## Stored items
=== Begin Enclosure ===

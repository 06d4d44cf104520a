//! Synthetic three-phase electricity telemetry generator.
//!
//! Simulates fleets of electricity meters as bounded random walks, derives
//! the usual three-phase quantities (power, line-to-line voltage, energy
//! registers) and writes the resulting points to InfluxDB, either live at
//! wall-clock cadence or as a historical backfill.

pub mod cli;
pub mod config;
pub mod sim;
pub mod sink;
pub mod telemetry;
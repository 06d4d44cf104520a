//! Measurement sink: where simulated points end up.
//!
//! The driver only sees the [`PointSink`] trait, so tests can capture batches
//! in memory while production writes to InfluxDB v2.

use anyhow::{anyhow, Context, Result};
use async_trait::async_trait;
use futures::stream;
use influxdb2::models::DataPoint;
use influxdb2::Client;
use tracing::debug;

use crate::config::InfluxConfig;
use crate::sim::Sample;

/// Accepts batches of timestamped, tagged measurement points.
#[async_trait]
pub trait PointSink {
    /// Writes one batch. Blocks (awaits) until the sink acknowledges it; an
    /// error means the batch is lost, there is no retry or durable staging.
    async fn write(&self, batch: Vec<Sample>) -> Result<()>;
}

/// InfluxDB v2 sink.
pub struct InfluxSink {
    client: Client,
    bucket: String,
}

impl InfluxSink {
    pub fn new(config: &InfluxConfig) -> Self {
        let client = Client::new(
            config.url.clone(),
            config.org.clone(),
            config.token.clone(),
        );
        Self {
            client,
            bucket: config.bucket.clone(),
        }
    }

    /// Verifies connectivity and credentials before a run starts.
    ///
    /// Bucket administration is the operator's concern; this only proves the
    /// server is reachable and the token is accepted.
    pub async fn check_connection(&self) -> Result<()> {
        self.client
            .list_buckets(None)
            .await
            .context("InfluxDB connection check failed")?;
        Ok(())
    }
}

fn to_data_point(sample: &Sample) -> Result<DataPoint> {
    let ns = sample
        .time
        .timestamp_nanos_opt()
        .ok_or_else(|| anyhow!("timestamp {} out of nanosecond range", sample.time))?;
    Ok(DataPoint::builder(sample.meter.as_str())
        .tag("datatype", sample.kind.datatype())
        .tag("aggfunc", sample.kind.aggfunc())
        .field(sample.field, sample.value)
        .timestamp(ns)
        .build()?)
}

#[async_trait]
impl PointSink for InfluxSink {
    async fn write(&self, batch: Vec<Sample>) -> Result<()> {
        if batch.is_empty() {
            return Ok(());
        }
        let points = batch
            .iter()
            .map(to_data_point)
            .collect::<Result<Vec<_>>>()?;
        debug!(points = points.len(), bucket = %self.bucket, "writing batch");
        self.client
            .write(&self.bucket, stream::iter(points))
            .await
            .context("InfluxDB write failed")?;
        Ok(())
    }
}
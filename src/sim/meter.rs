//! # Three-Phase Meter Simulation
//!
//! Composes ten [`RandomWalk`]s (frequency, per-phase currents, voltages and
//! power factors) into one simulated electricity meter. Every cycle derives
//! per-phase and total active/reactive power, line-to-line voltages, and
//! integrates four cumulative energy registers.

use chrono::{DateTime, Duration, Local};
use rand::rngs::StdRng;
use rand::SeedableRng;

use super::signal::RandomWalk;
use super::{ModelError, Sample, SampleKind};
use crate::config::MeterConfig;

/// Phase offset between line voltages: 120 degrees.
const PHASE_OFFSET_RAD: f64 = 2.0 * std::f64::consts::PI / 3.0;

/// A simulated three-phase electricity meter.
///
/// Owns one walk per physical quantity and four monotonically non-decreasing
/// energy registers (active/reactive, import/export). All walks are advanced
/// by the same elapsed time per [`cycle`](MeterSimulator::cycle), so a meter
/// behaves identically whether driven by real clock ticks or by synthetic
/// batch steps.
pub struct MeterSimulator {
    label: String,

    f: RandomWalk,
    i: [RandomWalk; 3],
    v: [RandomWalk; 3],
    pf: [RandomWalk; 3],

    /// `true` for an inductive load convention (positive reactive power),
    /// `false` for capacitive (sign-flipped).
    q_ind: bool,

    /// Energy registers in watt-hours, never decreasing.
    ep_imp: f64,
    ep_exp: f64,
    eq_imp: f64,
    eq_exp: f64,

    last_tick: DateTime<Local>,
    rng: StdRng,
}

impl MeterSimulator {
    /// Builds a meter from its configuration.
    ///
    /// `epoch` is the reference timestamp the first cycle's delta is measured
    /// against; callers must pass it explicitly per construction site (the
    /// real-time driver passes startup time, the batch driver passes the
    /// window start).
    pub fn new(config: &MeterConfig, epoch: DateTime<Local>) -> Result<Self, ModelError> {
        let [fb, fv, fd] = config.f;
        let [ib, iv, id] = config.i;
        let [vb, vv, vd] = config.v;
        let [pb, pv, pd] = config.pf;

        let rng = match config.seed {
            Some(seed) => StdRng::seed_from_u64(seed),
            None => StdRng::from_entropy(),
        };

        Ok(Self {
            label: config.label.clone(),
            f: RandomWalk::new("f", fb, fv, fd)?,
            i: [
                RandomWalk::new("i1", ib, iv, id)?,
                RandomWalk::new("i2", ib, iv, id)?,
                RandomWalk::new("i3", ib, iv, id)?,
            ],
            v: [
                RandomWalk::new("v1", vb, vv, vd)?,
                RandomWalk::new("v2", vb, vv, vd)?,
                RandomWalk::new("v3", vb, vv, vd)?,
            ],
            pf: [
                RandomWalk::new("pf1", pb, pv, pd)?,
                RandomWalk::new("pf2", pb, pv, pd)?,
                RandomWalk::new("pf3", pb, pv, pd)?,
            ],
            q_ind: config.q_ind,
            ep_imp: 0.0,
            ep_exp: 0.0,
            eq_imp: 0.0,
            eq_exp: 0.0,
            last_tick: epoch,
            rng,
        })
    }

    /// Meter label, used as the measurement name on every emitted sample.
    pub fn label(&self) -> &str {
        &self.label
    }

    /// Advances the meter to `now` and returns one sample per quantity.
    ///
    /// An out-of-order `now` (clock skew, misconfigured batch cursor) clamps
    /// the elapsed time to zero: the current state is re-emitted but no walk
    /// moves and no energy accrues.
    pub fn cycle(&mut self, now: DateTime<Local>) -> Vec<Sample> {
        let delta = (now - self.last_tick).max(Duration::zero());
        self.last_tick = now;
        let delta_s = delta.to_std().unwrap_or_default().as_secs_f64();

        let f = self.f.advance(delta_s, &mut self.rng);
        let mut i = [0.0; 3];
        let mut v = [0.0; 3];
        let mut pf = [0.0; 3];
        for k in 0..3 {
            i[k] = self.i[k].advance(delta_s, &mut self.rng);
            v[k] = self.v[k].advance(delta_s, &mut self.rng);
            pf[k] = self.pf[k].advance(delta_s, &mut self.rng);
        }

        let mut p_phase = [0.0; 3];
        let mut q_phase = [0.0; 3];
        for k in 0..3 {
            p_phase[k] = i[k] * v[k] * pf[k];
            q_phase[k] = i[k] * v[k] * pf[k].acos().sin();
            if !self.q_ind {
                q_phase[k] = -q_phase[k];
            }
        }
        let p: f64 = p_phase.iter().sum();
        let q: f64 = q_phase.iter().sum();

        // Law of cosines across the 120 degree offset.
        let v12 = line_to_line(v[0], v[1]);
        let v23 = line_to_line(v[1], v[2]);
        let v31 = line_to_line(v[2], v[0]);

        // Rectangular Riemann sum over the tick, in watt-hours.
        let hours = delta_s / 3600.0;
        if p > 0.0 {
            self.ep_imp += p.abs() * hours;
        } else if p < 0.0 {
            self.ep_exp += p.abs() * hours;
        }
        if q > 0.0 {
            self.eq_imp += q.abs() * hours;
        } else if q < 0.0 {
            self.eq_exp += q.abs() * hours;
        }

        let gauges: [(&'static str, f64); 21] = [
            ("f", f),
            ("i1", i[0]),
            ("i2", i[1]),
            ("i3", i[2]),
            ("pf1", pf[0]),
            ("pf2", pf[1]),
            ("pf3", pf[2]),
            ("p1", p_phase[0]),
            ("p2", p_phase[1]),
            ("p3", p_phase[2]),
            ("p", p),
            ("q1", q_phase[0]),
            ("q2", q_phase[1]),
            ("q3", q_phase[2]),
            ("q", q),
            ("v1", v[0]),
            ("v2", v[1]),
            ("v3", v[2]),
            ("v12", v12),
            ("v23", v23),
            ("v31", v31),
        ];
        let counters: [(&'static str, f64); 4] = [
            ("ep_imp", self.ep_imp),
            ("ep_exp", self.ep_exp),
            ("eq_imp", self.eq_imp),
            ("eq_exp", self.eq_exp),
        ];

        let mut out = Vec::with_capacity(gauges.len() + counters.len());
        out.extend(gauges.iter().map(|&(field, value)| Sample {
            meter: self.label.clone(),
            field,
            value,
            time: now,
            kind: SampleKind::Gauge,
        }));
        out.extend(counters.iter().map(|&(field, value)| Sample {
            meter: self.label.clone(),
            field,
            value,
            time: now,
            kind: SampleKind::Counter,
        }));
        out
    }
}

fn line_to_line(v_x: f64, v_y: f64) -> f64 {
    (v_x * v_x + v_y * v_y - 2.0 * v_x * v_y * PHASE_OFFSET_RAD.cos()).sqrt()
}
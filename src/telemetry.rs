use tokio::signal;
use tracing_appender::non_blocking::WorkerGuard;
use tracing_subscriber::{layer::SubscriberExt, util::SubscriberInitExt};

/// Initializes process-wide tracing: human-readable output on stderr plus a
/// daily-rotating file under `logs/`.
///
/// The returned guard flushes the file writer on drop; the entry point must
/// keep it alive for the lifetime of the process.
pub fn init_tracing() -> WorkerGuard {
    let (file_writer, guard) =
        tracing_appender::non_blocking(tracing_appender::rolling::daily("logs", "metersim.log"));

    tracing_subscriber::registry()
        .with(
            tracing_subscriber::EnvFilter::try_from_default_env()
                .unwrap_or_else(|_| "info,hyper=warn,reqwest=warn".into()),
        )
        .with(tracing_subscriber::fmt::layer().with_writer(std::io::stderr))
        .with(
            tracing_subscriber::fmt::layer()
                .with_ansi(false)
                .with_writer(file_writer),
        )
        .init();

    guard
}

/// Resolves once the process is asked to stop, naming the signal that
/// arrived so the caller can log it.
pub async fn shutdown_signal() -> &'static str {
    let ctrl_c = async {
        signal::ctrl_c().await.expect("Ctrl+C handler");
    };

    #[cfg(unix)]
    let terminate = async {
        signal::unix::signal(signal::unix::SignalKind::terminate())
            .expect("SIGTERM handler")
            .recv()
            .await;
    };
    #[cfg(not(unix))]
    let terminate = std::future::pending::<()>();

    tokio::select! {
        _ = ctrl_c => "SIGINT",
        _ = terminate => "SIGTERM",
    }
}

=== End Enclosure ===

## What to do
Using the data above, reproduce exactly the lines from the line that contains "filename src/sim/meter.rs" through the line that contains "line-to-line voltages, and", including both.

## Response below
filename src/sim/meter.rs
//! # Three-Phase Meter Simulation
//!
//! Composes ten [`RandomWalk`]s (frequency, per-phase currents, voltages and
//! power factors) into one simulated electricity meter. Every cycle derives
//! per-phase and total active/reactive power, line-to-line voltages, and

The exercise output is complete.